**** INFORMATION SUPPLIED ****

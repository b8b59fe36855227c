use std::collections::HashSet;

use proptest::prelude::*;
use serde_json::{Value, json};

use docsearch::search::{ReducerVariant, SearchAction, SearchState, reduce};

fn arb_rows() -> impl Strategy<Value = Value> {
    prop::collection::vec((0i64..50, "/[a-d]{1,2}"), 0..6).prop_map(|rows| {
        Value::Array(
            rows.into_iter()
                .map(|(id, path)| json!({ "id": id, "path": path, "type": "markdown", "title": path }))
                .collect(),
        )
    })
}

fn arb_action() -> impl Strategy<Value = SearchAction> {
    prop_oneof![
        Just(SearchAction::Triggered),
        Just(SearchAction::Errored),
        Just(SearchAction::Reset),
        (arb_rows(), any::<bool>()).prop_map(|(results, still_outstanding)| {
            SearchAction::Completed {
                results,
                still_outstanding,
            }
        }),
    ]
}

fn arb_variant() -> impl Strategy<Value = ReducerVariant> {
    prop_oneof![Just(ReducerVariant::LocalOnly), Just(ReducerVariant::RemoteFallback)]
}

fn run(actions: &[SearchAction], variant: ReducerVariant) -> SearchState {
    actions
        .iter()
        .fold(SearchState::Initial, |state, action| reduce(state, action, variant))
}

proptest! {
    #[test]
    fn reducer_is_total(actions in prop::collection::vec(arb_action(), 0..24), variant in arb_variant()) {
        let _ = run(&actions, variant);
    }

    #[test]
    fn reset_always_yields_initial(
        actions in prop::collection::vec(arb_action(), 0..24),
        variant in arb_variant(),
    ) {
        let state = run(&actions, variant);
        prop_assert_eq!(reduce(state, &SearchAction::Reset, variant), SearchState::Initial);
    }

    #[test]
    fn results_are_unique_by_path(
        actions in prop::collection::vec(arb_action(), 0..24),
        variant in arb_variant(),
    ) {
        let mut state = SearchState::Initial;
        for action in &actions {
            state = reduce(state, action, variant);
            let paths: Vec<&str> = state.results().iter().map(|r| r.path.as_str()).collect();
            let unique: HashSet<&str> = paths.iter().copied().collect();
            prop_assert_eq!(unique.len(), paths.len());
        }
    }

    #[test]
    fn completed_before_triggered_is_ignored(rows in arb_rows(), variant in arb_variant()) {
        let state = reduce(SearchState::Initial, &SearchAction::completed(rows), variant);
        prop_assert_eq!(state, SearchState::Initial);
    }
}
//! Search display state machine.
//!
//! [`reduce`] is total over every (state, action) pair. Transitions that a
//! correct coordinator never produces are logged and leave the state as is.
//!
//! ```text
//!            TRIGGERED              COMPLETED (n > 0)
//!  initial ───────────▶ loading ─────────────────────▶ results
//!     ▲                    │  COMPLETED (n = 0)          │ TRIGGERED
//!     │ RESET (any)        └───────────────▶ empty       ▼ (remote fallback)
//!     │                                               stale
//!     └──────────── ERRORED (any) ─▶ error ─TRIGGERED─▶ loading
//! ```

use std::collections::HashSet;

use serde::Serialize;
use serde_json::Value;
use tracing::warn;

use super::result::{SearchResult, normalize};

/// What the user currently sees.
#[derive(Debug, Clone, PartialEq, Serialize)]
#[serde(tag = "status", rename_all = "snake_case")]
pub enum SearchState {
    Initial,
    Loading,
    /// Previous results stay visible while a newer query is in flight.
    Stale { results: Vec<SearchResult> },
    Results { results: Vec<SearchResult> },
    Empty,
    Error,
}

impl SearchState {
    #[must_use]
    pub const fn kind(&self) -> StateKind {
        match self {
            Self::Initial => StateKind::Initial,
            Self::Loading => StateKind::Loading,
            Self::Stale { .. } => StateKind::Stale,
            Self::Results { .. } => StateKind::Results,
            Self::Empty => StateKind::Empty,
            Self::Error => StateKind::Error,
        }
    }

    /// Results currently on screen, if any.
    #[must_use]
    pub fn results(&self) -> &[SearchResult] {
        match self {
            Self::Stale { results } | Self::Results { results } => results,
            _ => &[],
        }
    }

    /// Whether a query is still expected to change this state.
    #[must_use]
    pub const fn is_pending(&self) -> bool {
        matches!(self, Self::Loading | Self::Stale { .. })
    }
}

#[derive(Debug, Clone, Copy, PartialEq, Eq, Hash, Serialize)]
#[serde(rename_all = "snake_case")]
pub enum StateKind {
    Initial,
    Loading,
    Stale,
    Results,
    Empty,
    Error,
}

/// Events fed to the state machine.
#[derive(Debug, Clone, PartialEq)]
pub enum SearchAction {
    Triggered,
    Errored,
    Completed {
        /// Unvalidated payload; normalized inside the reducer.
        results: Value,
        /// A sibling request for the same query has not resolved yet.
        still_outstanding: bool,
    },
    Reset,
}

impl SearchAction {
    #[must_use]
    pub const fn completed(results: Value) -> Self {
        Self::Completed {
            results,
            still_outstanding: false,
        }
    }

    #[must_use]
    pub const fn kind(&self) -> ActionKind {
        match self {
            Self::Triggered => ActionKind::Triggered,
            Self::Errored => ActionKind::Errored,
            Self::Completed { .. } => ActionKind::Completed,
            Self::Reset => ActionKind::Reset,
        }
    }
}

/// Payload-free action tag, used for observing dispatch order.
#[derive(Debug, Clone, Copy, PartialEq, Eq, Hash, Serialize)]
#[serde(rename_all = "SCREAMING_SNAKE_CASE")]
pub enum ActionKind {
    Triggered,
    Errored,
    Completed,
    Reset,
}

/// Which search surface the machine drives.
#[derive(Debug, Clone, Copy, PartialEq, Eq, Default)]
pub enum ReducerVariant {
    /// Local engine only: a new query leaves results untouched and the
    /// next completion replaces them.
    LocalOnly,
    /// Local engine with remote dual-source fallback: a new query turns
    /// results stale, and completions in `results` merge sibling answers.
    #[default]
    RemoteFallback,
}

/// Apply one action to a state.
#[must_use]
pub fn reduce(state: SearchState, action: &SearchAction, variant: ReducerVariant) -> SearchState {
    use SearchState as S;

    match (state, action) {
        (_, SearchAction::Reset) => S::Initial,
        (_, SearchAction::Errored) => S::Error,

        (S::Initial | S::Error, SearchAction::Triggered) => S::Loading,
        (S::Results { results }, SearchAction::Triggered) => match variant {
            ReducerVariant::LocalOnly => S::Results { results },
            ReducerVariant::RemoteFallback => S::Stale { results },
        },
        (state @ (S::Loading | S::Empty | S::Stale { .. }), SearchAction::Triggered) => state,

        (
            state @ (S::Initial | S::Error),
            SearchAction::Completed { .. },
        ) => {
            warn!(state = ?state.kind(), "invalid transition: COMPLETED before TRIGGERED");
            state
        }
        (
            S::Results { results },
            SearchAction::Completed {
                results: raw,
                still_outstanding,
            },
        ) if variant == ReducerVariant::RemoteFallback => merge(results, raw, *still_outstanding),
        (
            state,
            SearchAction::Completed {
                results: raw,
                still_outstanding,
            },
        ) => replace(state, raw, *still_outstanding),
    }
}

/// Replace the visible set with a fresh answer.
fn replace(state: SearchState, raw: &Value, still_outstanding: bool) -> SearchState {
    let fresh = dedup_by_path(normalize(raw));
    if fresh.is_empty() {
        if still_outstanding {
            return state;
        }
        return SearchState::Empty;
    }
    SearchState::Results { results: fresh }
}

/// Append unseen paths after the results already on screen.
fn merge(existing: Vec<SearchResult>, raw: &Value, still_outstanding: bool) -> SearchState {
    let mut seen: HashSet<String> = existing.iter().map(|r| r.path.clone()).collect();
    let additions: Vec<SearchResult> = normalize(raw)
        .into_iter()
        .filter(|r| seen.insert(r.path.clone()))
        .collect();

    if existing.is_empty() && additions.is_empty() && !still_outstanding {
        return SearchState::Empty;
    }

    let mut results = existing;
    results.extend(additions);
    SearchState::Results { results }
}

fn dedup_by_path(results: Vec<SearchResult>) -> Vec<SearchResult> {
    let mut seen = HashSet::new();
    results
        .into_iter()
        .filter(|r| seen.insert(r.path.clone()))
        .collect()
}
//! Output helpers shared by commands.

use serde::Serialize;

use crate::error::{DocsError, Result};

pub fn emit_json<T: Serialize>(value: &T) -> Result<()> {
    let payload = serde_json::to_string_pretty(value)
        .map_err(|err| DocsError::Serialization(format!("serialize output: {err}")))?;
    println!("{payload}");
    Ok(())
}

****
**** INFORMATION SUPPLIED ****

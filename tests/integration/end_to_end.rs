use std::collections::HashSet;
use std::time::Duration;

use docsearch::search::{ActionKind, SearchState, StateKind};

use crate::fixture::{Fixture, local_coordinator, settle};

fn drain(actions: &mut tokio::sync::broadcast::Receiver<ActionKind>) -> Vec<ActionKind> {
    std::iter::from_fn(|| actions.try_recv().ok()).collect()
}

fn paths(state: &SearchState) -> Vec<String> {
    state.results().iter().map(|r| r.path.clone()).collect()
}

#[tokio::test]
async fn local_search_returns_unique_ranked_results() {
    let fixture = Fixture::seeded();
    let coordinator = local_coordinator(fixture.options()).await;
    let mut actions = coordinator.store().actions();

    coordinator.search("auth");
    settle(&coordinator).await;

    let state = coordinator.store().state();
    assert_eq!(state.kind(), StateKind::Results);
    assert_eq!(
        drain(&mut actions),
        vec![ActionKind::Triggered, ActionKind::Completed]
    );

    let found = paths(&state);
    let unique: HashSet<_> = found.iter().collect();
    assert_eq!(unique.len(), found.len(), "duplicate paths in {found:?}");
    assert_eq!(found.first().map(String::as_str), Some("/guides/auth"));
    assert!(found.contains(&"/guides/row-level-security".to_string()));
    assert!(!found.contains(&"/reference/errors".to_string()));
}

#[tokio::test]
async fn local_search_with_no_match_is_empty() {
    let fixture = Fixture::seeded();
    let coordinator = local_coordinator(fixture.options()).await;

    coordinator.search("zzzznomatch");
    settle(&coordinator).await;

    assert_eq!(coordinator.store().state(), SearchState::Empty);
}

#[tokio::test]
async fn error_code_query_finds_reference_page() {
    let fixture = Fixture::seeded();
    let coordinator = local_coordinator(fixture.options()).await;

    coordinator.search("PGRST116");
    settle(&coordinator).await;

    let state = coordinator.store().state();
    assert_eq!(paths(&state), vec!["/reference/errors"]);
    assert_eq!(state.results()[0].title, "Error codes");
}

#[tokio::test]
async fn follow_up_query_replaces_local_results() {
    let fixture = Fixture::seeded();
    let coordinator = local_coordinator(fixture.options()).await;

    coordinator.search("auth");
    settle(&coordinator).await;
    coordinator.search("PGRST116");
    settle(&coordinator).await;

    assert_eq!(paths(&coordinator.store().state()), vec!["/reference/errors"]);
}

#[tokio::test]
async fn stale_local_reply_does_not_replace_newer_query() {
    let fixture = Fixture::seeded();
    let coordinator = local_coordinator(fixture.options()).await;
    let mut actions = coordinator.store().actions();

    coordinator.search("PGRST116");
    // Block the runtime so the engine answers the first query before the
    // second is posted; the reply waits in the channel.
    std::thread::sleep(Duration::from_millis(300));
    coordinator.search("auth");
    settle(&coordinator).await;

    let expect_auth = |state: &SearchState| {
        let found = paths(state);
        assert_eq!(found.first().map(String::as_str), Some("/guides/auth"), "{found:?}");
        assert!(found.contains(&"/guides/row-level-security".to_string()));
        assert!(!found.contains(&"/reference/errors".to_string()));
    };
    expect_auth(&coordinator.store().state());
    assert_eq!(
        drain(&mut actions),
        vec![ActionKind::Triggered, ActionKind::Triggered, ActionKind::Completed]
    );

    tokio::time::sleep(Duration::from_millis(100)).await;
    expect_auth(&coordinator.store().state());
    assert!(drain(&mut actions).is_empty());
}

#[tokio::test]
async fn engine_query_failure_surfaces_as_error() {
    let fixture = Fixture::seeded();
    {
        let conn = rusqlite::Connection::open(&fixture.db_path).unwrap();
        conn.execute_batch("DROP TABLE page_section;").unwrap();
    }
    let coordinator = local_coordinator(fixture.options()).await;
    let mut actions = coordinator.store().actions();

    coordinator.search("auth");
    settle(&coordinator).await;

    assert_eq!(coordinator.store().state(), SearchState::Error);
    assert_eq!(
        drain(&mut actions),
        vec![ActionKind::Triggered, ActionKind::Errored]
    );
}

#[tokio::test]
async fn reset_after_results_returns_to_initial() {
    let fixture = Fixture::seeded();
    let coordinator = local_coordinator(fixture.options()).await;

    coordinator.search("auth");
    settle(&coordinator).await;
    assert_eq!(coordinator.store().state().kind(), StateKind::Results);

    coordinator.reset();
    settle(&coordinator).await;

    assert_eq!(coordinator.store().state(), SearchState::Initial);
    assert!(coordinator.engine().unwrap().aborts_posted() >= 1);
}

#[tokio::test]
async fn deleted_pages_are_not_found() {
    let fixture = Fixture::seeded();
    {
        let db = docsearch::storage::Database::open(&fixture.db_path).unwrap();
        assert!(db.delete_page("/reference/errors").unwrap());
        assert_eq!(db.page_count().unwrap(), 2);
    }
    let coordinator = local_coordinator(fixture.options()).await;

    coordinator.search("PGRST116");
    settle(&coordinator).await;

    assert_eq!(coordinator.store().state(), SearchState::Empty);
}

****
**** INFORMATION SUPPLIED ****

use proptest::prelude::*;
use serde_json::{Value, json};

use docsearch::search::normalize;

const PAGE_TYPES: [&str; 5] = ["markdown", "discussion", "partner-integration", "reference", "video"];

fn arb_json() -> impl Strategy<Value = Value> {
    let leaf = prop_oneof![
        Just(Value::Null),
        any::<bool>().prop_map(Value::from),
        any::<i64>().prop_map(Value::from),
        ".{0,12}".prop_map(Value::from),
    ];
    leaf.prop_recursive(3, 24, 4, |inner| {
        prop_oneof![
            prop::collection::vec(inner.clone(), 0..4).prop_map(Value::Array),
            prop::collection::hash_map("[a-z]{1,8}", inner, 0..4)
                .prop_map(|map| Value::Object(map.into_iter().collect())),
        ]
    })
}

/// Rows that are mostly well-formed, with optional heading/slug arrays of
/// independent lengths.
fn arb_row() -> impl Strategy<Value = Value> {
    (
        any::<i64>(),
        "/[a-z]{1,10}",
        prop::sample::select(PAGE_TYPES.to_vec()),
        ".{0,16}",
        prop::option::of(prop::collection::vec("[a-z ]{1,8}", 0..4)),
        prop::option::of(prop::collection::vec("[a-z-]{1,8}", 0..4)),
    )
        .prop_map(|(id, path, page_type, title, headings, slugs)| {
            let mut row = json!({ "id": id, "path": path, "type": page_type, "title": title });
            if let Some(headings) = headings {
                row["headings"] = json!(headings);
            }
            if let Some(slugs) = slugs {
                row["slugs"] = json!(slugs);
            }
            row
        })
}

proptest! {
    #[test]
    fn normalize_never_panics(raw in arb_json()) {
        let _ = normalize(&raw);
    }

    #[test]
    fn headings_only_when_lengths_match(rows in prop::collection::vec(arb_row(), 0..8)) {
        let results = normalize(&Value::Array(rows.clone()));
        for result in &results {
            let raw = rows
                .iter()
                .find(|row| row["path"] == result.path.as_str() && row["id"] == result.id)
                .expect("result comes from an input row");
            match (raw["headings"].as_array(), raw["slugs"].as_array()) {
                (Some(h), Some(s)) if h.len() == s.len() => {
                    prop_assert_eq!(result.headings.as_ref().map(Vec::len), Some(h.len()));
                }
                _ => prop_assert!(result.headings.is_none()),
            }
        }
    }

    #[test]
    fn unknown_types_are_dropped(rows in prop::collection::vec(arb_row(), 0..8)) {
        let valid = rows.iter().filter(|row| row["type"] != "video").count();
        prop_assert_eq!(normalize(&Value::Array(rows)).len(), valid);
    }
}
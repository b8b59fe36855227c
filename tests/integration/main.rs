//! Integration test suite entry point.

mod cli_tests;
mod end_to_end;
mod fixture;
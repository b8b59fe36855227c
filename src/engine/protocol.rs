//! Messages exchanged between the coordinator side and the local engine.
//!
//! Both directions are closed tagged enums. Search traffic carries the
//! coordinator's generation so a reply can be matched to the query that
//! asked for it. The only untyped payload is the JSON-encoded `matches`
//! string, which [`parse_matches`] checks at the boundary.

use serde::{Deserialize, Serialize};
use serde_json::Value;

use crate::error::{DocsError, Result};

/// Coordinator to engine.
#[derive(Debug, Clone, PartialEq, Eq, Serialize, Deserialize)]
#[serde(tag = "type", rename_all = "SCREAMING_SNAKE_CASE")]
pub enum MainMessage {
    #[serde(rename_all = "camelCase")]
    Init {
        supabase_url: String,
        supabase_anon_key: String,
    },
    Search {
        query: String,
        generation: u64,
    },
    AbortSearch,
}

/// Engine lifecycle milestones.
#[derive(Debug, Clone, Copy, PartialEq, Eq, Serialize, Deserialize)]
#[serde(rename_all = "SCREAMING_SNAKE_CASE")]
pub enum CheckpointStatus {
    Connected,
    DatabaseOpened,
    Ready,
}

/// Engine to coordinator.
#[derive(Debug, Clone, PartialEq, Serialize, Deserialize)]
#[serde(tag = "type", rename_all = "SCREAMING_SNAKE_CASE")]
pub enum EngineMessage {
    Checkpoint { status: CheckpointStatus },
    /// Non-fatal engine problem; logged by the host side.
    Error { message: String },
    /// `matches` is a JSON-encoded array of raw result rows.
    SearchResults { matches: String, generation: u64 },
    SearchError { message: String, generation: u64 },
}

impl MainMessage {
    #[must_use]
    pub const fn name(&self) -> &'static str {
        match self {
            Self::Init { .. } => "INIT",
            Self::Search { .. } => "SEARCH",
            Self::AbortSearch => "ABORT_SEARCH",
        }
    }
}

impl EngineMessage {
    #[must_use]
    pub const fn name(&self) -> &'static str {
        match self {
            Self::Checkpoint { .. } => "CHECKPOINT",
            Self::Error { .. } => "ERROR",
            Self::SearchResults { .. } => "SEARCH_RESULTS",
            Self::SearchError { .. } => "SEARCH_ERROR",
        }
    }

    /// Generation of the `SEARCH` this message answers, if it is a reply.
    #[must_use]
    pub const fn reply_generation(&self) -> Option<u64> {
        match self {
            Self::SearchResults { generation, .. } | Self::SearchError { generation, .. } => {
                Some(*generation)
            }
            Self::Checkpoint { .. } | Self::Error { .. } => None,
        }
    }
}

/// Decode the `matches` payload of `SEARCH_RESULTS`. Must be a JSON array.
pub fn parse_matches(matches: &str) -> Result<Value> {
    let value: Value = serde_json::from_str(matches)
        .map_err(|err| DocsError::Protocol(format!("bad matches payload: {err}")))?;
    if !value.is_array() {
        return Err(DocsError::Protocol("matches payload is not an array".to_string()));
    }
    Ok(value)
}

****

### EXERCISE
Work through the entries, filtering for the string "warn", and copy each line that holds it.

### RESULT OF THE TASK
use tracing::warn;
            warn!(state = ?state.kind(), "invalid transition: COMPLETED before TRIGGERED");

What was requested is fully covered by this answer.